**AIM OF THE EXERCISE:** Go through the material underneath and show every line where the string "UnsupportedEscape" occurs.

**EXTRACTED DATA:**
__________________________________________________
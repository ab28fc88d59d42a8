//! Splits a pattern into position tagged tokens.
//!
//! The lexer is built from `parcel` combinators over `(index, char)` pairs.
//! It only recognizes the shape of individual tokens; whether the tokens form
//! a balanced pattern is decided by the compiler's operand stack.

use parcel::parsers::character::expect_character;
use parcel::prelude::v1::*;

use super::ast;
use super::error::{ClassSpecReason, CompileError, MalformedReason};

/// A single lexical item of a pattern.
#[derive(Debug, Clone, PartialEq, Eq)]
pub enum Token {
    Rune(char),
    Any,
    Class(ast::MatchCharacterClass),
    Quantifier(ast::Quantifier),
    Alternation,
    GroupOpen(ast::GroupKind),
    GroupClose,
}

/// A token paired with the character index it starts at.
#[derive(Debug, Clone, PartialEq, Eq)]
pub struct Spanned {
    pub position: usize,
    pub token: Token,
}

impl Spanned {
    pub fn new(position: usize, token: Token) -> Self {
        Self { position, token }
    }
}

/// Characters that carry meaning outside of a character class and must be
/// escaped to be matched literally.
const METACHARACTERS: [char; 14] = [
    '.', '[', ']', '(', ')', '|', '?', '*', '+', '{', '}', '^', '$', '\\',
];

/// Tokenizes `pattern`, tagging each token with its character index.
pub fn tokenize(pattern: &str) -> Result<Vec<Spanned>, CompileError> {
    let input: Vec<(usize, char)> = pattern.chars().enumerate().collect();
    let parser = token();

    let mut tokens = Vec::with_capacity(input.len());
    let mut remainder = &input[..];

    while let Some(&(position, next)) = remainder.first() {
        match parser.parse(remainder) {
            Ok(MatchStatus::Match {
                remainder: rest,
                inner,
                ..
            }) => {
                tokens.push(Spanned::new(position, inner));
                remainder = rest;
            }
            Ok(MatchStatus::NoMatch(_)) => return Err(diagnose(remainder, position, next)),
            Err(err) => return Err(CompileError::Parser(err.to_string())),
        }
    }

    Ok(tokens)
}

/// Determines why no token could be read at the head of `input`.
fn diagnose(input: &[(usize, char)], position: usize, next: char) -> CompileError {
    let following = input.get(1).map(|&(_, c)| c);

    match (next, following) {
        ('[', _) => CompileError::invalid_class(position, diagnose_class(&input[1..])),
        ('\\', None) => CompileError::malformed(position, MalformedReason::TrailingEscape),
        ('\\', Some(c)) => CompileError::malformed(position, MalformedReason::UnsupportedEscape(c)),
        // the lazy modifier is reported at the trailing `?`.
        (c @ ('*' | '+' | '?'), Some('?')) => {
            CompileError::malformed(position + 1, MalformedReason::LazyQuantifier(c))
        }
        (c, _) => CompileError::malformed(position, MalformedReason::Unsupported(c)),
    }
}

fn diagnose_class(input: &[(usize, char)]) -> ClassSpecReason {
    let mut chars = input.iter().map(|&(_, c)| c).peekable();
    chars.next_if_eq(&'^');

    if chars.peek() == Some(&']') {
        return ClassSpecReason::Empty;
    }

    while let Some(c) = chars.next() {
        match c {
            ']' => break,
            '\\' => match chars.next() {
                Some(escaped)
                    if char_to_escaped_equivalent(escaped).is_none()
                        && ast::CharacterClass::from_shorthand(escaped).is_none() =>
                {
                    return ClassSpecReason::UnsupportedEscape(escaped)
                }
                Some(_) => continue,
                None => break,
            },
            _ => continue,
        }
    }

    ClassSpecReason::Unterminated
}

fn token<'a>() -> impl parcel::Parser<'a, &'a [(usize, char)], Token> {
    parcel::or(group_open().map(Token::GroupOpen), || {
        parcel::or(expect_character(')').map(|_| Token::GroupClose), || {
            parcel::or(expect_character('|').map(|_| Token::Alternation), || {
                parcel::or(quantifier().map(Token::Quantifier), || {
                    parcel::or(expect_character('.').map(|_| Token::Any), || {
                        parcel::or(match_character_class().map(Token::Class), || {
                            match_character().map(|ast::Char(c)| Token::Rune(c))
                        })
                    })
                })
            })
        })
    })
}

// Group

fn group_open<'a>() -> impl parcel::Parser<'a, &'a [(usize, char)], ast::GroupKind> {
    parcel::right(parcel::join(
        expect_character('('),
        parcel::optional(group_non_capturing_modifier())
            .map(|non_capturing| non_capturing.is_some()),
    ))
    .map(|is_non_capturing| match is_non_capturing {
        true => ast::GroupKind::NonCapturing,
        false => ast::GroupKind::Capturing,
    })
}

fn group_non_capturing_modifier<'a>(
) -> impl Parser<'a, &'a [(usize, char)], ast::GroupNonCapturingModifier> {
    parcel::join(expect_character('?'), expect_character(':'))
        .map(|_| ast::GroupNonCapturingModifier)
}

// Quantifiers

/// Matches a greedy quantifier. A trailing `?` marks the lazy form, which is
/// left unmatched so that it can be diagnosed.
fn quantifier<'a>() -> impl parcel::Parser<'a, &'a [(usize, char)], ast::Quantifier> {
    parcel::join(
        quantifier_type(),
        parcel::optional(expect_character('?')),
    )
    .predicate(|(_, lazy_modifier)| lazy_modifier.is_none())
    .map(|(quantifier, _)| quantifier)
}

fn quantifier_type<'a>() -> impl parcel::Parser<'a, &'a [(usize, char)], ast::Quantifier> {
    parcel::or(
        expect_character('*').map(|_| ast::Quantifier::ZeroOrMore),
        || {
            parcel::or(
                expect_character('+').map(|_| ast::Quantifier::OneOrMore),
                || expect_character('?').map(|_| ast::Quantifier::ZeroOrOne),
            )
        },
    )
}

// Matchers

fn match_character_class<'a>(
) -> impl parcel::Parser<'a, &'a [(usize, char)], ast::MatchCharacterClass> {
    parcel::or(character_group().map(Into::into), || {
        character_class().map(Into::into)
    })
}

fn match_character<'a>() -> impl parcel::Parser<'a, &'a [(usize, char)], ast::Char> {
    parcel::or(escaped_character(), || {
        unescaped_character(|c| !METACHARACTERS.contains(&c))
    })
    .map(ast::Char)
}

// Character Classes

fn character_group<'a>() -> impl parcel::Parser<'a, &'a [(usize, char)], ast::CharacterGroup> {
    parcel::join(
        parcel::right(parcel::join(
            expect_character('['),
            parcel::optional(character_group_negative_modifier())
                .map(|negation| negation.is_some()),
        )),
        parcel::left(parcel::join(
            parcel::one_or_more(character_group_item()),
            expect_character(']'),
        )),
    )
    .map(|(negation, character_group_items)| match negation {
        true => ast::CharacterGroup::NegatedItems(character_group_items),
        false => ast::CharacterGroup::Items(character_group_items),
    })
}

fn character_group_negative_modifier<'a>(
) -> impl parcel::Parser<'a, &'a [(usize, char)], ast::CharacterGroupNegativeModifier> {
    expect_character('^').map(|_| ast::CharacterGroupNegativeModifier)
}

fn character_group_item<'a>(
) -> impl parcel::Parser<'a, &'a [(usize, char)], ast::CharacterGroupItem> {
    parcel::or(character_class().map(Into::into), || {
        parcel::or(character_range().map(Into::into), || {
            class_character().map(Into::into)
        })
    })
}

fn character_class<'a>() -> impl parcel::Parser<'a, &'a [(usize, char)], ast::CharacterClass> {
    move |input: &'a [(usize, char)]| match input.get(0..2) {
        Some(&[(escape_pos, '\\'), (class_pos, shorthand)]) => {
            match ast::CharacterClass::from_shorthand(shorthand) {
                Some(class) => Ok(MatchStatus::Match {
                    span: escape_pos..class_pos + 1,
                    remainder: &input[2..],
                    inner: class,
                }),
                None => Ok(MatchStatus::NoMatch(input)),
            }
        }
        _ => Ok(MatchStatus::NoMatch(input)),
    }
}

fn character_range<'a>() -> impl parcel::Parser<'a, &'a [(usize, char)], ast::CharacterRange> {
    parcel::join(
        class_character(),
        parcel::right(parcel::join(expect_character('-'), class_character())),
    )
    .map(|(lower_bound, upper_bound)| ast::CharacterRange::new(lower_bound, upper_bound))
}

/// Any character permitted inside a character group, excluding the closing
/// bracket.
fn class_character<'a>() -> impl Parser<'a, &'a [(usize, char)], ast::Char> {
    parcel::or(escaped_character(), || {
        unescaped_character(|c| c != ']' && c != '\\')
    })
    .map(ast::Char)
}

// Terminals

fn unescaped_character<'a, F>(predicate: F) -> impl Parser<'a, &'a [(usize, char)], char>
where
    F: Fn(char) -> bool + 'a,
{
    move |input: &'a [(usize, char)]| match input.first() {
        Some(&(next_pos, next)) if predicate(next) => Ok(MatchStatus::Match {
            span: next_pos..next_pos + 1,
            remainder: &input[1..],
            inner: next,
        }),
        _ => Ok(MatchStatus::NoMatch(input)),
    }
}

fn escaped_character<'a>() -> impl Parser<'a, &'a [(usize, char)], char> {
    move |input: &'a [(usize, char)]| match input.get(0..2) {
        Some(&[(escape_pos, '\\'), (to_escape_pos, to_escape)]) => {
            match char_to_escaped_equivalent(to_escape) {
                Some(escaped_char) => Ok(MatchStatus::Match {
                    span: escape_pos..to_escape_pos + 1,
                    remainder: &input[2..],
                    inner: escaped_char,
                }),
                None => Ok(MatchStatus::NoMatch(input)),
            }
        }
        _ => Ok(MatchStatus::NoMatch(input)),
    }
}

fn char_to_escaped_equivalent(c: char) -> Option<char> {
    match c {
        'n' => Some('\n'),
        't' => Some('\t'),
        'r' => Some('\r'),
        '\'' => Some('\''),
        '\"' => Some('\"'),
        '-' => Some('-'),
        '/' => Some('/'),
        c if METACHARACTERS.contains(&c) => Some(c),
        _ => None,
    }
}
__________________________________________________
**TASK RESPONSE:**
        ('\\', Some(c)) => CompileError::malformed(position, MalformedReason::UnsupportedEscape(c)),
                    return ClassSpecReason::UnsupportedEscape(escaped)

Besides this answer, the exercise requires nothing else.